Friday, May 20, 2022

Driven

 It was a truck. Just a pickup truck. But it might as well have been a plane. A rocket ship. 


After all, it could take him anywhere. He had turned the key in the ignition, and felt the thrum of the engine through his hand on the wheel. Through the soles of his feet, down to his soul itself. The next part of his life had begun. 


It had been a jubilant moment, as he’d stood in the driveway at the man’s house trying to stifle his excitement, handing over the thick envelope of cash after performing a solemn evaluation of the vehicle. Kicking the tires; taking a look under the hood as if he knew what any of it was. He didn’t know now, but he would. Car Repair for Dummies was stacked on his desk at home on top of Basic Car Repair for Beginners. Everyone started somewhere. 

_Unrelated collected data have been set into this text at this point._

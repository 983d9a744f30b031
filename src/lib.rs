// 该文件是 Furniscan （家具识别） 项目的一部分。
// src/lib.rs - 库主文件
//
// 本文件根据 Apache 许可证第 2.0 版（以下简称“许可证”）授权使用；
// 除非遵守该许可证条款，否则您不得使用本文件。
// 您可通过以下网址获取许可证副本：
// http://www.apache.org/licenses/LICENSE-2.0
// 除非适用法律要求或书面同意，根据本许可协议分发的软件均按“原样”提供，
// 不附带任何形式的明示或暗示的保证或条件。
// 有关许可权限与限制的具体条款，请参阅本许可协议。
//
// Copyright (C) 2026 Johann Li <me@qinka.pro>, Wareless Group

pub mod classify;
pub mod detection;
pub mod frame;
pub mod input;
pub mod model;
pub mod output;
pub mod pipeline;
pub mod select;
pub mod task;
pub mod taxonomy;

pub use self::classify::{ClassificationResult, classify};
pub use self::detection::{Detection, DetectionSet};
pub use self::pipeline::{
  PipelineError, Verdict, classify_detections, classify_frame, classify_image,
};
pub use self::select::{EmptyResultError, select_best};

pub trait FromUrl {
  type Error;
  fn from_url(url: &url::Url) -> Result<Self, Self::Error>
  where
    Self: Sized;
}

pub trait FromUrlWithScheme: FromUrl {
  const SCHEME: &'static str;
}

/// 从 URL 中取出解码后的路径部分
pub(crate) fn decoded_path(
  url: &url::Url,
) -> Result<std::path::PathBuf, std::string::FromUtf8Error> {
  let path = urlencoding::decode(url.path())?;
  Ok(std::path::PathBuf::from(path.into_owned()))
}

/// 从 URL 的查询参数中解析指定键
pub(crate) fn query_param<T: std::str::FromStr>(
  url: &url::Url,
  key: &str,
) -> Option<Result<T, String>> {
  url
    .query_pairs()
    .find(|(k, _)| k == key)
    .map(|(_, v)| v.parse::<T>().map_err(|_| v.into_owned()))
}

The paint job wasn’t as glossy as he’d imagined from the classified ad, but it was the cumulated effort of hours and hours at work, standing under the fluorescent lights of the grocery store and daydreaming as he stocked shelves. Of early summer mornings when he rose with the sun to get a jump on mowing lawns as the rising sun tanned his arms. 


And now it was his. All his. He’d carefully budgeted the insurance, the amount of gas he could afford to put in it every week, planning it out carefully in the margins of his math notebook as Mr. Simmons droned away. His father had followed him home in it, and it was about the most beautiful thing he’d ever seen, sitting there in the driveway under the tree where his tire swing had hung years ago. 


He’d washed it first, covering it with a fine blanket of suds before catching rainbows in the mist from the sprayer as he rinsed it off. He’d dug into the rag box in the garage and wiped the water droplets from the clear coat, appreciating the way the metallic blue glinted in the midday sun. He’d dragged his mother’s old vacuum cleaner out of the house, and ridded the vehicle of all the stray dust and detritus he could find, and pilfered the spray cleaner from under the sink to polish the interior until it gleamed. He’d tucked his folder of CDs into the little cubby under the radio, the Dashboard, the Yellowcard. The Newfound Glory, and the Twin Forks, and sat behind the wheel for a moment as the cicadas chorused overhead, and imagined. 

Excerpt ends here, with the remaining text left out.